Each entry, from beginning to end, is to be transcribed verbatim.

Segment Start: INFORMATION SHOWN

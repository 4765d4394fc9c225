//! Durable Codec Module
//!
//! Converts the in-memory collections to and from flat CSV files.
//!
//! ## Responsibilities
//! - Load a collection, treating a missing file as "no prior data"
//! - Degrade malformed fields to zero values instead of failing the load
//! - Skip rows that do not carry every column
//! - Rewrite a whole collection on save (truncate, write, fsync)
//!
//! ## File Format
//! ```text
//! ┌─────────────────────────────────────────────────────────┐
//! │ Header row                                              │
//! │   id,name,role,avatar,sort_order,created_at             │
//! ├─────────────────────────────────────────────────────────┤
//! │ Data rows (one per record, collection order)            │
//! │   1,Ann,Lead,a.png,1,2024-05-01T10:00:00Z               │
//! │   ... repeated for each record ...                      │
//! └─────────────────────────────────────────────────────────┘
//! ```
//! Achievements use `id,member_id,image,category,created_at`.
//! Timestamps are RFC 3339.

mod csv;
mod rows;

use std::fs::{self, File};
use std::io::{BufWriter, ErrorKind, Write};
use std::path::{Path, PathBuf};

use crate::config::Config;
use crate::error::{BoardError, Result};

pub use csv::{escape_field, parse_rows, write_row};
pub use rows::{EntityKind, FieldReader, Record};

/// Outcome of loading one collection from disk
#[derive(Debug)]
pub struct LoadReport<R> {
    /// Records decoded from data rows, in file order
    pub records: Vec<R>,
    /// Rows dropped for missing columns
    pub rows_skipped: usize,
    /// Fields replaced by a zero value because they failed to parse
    pub fields_defaulted: usize,
}

/// Reads and rewrites the two backing files
///
/// Holds no state beyond the file locations.
#[derive(Debug, Clone)]
pub struct DurableCodec {
    members_path: PathBuf,
    achievements_path: PathBuf,
}

impl DurableCodec {
    /// Codec for the files named in `config`
    pub fn new(config: &Config) -> Self {
        Self::with_paths(config.members_path(), config.achievements_path())
    }

    /// Codec for explicit file locations
    pub fn with_paths(members: impl Into<PathBuf>, achievements: impl Into<PathBuf>) -> Self {
        Self {
            members_path: members.into(),
            achievements_path: achievements.into(),
        }
    }

    /// Backing file for an entity kind
    pub fn path(&self, kind: EntityKind) -> &Path {
        match kind {
            EntityKind::Members => &self.members_path,
            EntityKind::Achievements => &self.achievements_path,
        }
    }

    /// Load every record of kind `R`
    ///
    /// Returns `Ok(None)` when the file does not exist. Any other failure to
    /// open or read the file is an error.
    pub fn load<R: Record>(&self) -> Result<Option<LoadReport<R>>> {
        let path = self.path(R::KIND);
        let bytes = match fs::read(path) {
            Ok(bytes) => bytes,
            Err(e) if e.kind() == ErrorKind::NotFound => return Ok(None),
            Err(e) => {
                return Err(BoardError::Codec(format!(
                    "failed to read {} file {}: {}",
                    R::KIND,
                    path.display(),
                    e
                )))
            }
        };

        let text = String::from_utf8_lossy(&bytes);
        let mut report = LoadReport {
            records: Vec::new(),
            rows_skipped: 0,
            fields_defaulted: 0,
        };

        // First row is the header
        for row in parse_rows(&text).into_iter().skip(1) {
            if row.len() < R::HEADER.len() {
                report.rows_skipped += 1;
                continue;
            }
            let mut fields = FieldReader::new(&row);
            let record = R::from_row(&mut fields);
            report.fields_defaulted += fields.defaulted();
            report.records.push(record);
        }

        Ok(Some(report))
    }

    /// Replace the backing file of kind `R` with `records`
    ///
    /// Rows are written in iterator order, after the header.
    pub fn save<'a, R, I>(&self, records: I) -> Result<()>
    where
        R: Record + 'a,
        I: IntoIterator<Item = &'a R>,
    {
        let path = self.path(R::KIND);
        let file = File::create(path)?;
        let mut writer = BufWriter::new(file);

        write_row(&mut writer, R::HEADER)?;
        for record in records {
            write_row(&mut writer, &record.to_row())?;
        }

        writer.flush()?;
        let file = writer.into_inner().map_err(|e| {
            BoardError::Codec(format!("failed to flush {} file: {}", R::KIND, e))
        })?;
        file.sync_all()?;

        Ok(())
    }
}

Segment End: INFORMATION SHOWN

• **FINISHED EXERCISE**:
repository 4765d4394fc9c225
//! Durable Codec Module
//!
//! Converts the in-memory collections to and from flat CSV files.
//!
//! ## Responsibilities
//! - Load a collection, treating a missing file as "no prior data"
//! - Degrade malformed fields to zero values instead of failing the load
//! - Skip rows that do not carry every column
//! - Rewrite a whole collection on save (truncate, write, fsync)
//!
//! ## File Format
//! ```text
//! ┌─────────────────────────────────────────────────────────┐
//! │ Header row                                              │
//! │   id,name,role,avatar,sort_order,created_at             │
//! ├─────────────────────────────────────────────────────────┤
//! │ Data rows (one per record, collection order)            │
//! │   1,Ann,Lead,a.png,1,2024-05-01T10:00:00Z               │
//! │   ... repeated for each record ...                      │
//! └─────────────────────────────────────────────────────────┘
//! ```
//! Achievements use `id,member_id,image,category,created_at`.
//! Timestamps are RFC 3339.

mod csv;
mod rows;

use std::fs::{self, File};
use std::io::{BufWriter, ErrorKind, Write};
use std::path::{Path, PathBuf};

use crate::config::Config;
use crate::error::{BoardError, Result};

pub use csv::{escape_field, parse_rows, write_row};
pub use rows::{EntityKind, FieldReader, Record};

/// Outcome of loading one collection from disk
#[derive(Debug)]
pub struct LoadReport<R> {
    /// Records decoded from data rows, in file order
    pub records: Vec<R>,
    /// Rows dropped for missing columns
    pub rows_skipped: usize,
    /// Fields replaced by a zero value because they failed to parse
    pub fields_defaulted: usize,
}

/// Reads and rewrites the two backing files
///
/// Holds no state beyond the file locations.
#[derive(Debug, Clone)]
pub struct DurableCodec {
    members_path: PathBuf,
    achievements_path: PathBuf,
}

impl DurableCodec {
    /// Codec for the files named in `config`
    pub fn new(config: &Config) -> Self {
        Self::with_paths(config.members_path(), config.achievements_path())
    }

    /// Codec for explicit file locations
    pub fn with_paths(members: impl Into<PathBuf>, achievements: impl Into<PathBuf>) -> Self {
        Self {
            members_path: members.into(),
            achievements_path: achievements.into(),
        }
    }

    /// Backing file for an entity kind
    pub fn path(&self, kind: EntityKind) -> &Path {
        match kind {
            EntityKind::Members => &self.members_path,
            EntityKind::Achievements => &self.achievements_path,
        }
    }

    /// Load every record of kind `R`
    ///
    /// Returns `Ok(None)` when the file does not exist. Any other failure to
    /// open or read the file is an error.
    pub fn load<R: Record>(&self) -> Result<Option<LoadReport<R>>> {
        let path = self.path(R::KIND);
        let bytes = match fs::read(path) {
            Ok(bytes) => bytes,
            Err(e) if e.kind() == ErrorKind::NotFound => return Ok(None),
            Err(e) => {
                return Err(BoardError::Codec(format!(
                    "failed to read {} file {}: {}",
                    R::KIND,
                    path.display(),
                    e
                )))
            }
        };

        let text = String::from_utf8_lossy(&bytes);
        let mut report = LoadReport {
            records: Vec::new(),
            rows_skipped: 0,
            fields_defaulted: 0,
        };

        // First row is the header
        for row in parse_rows(&text).into_iter().skip(1) {
            if row.len() < R::HEADER.len() {
                report.rows_skipped += 1;
                continue;
            }
            let mut fields = FieldReader::new(&row);
            let record = R::from_row(&mut fields);
            report.fields_defaulted += fields.defaulted();
            report.records.push(record);
        }

        Ok(Some(report))
    }

    /// Replace the backing file of kind `R` with `records`
    ///
    /// Rows are written in iterator order, after the header.
    pub fn save<'a, R, I>(&self, records: I) -> Result<()>
    where
        R: Record + 'a,
        I: IntoIterator<Item = &'a R>,
    {
        let path = self.path(R::KIND);
        let file = File::create(path)?;
        let mut writer = BufWriter::new(file);

        write_row(&mut writer, R::HEADER)?;
        for record in records {
            write_row(&mut writer, &record.to_row())?;
        }

        writer.flush()?;
        let file = writer.into_inner().map_err(|e| {
            BoardError::Codec(format!("failed to flush {} file: {}", R::KIND, e))
        })?;
        file.sync_all()?;

        Ok(())
    }
}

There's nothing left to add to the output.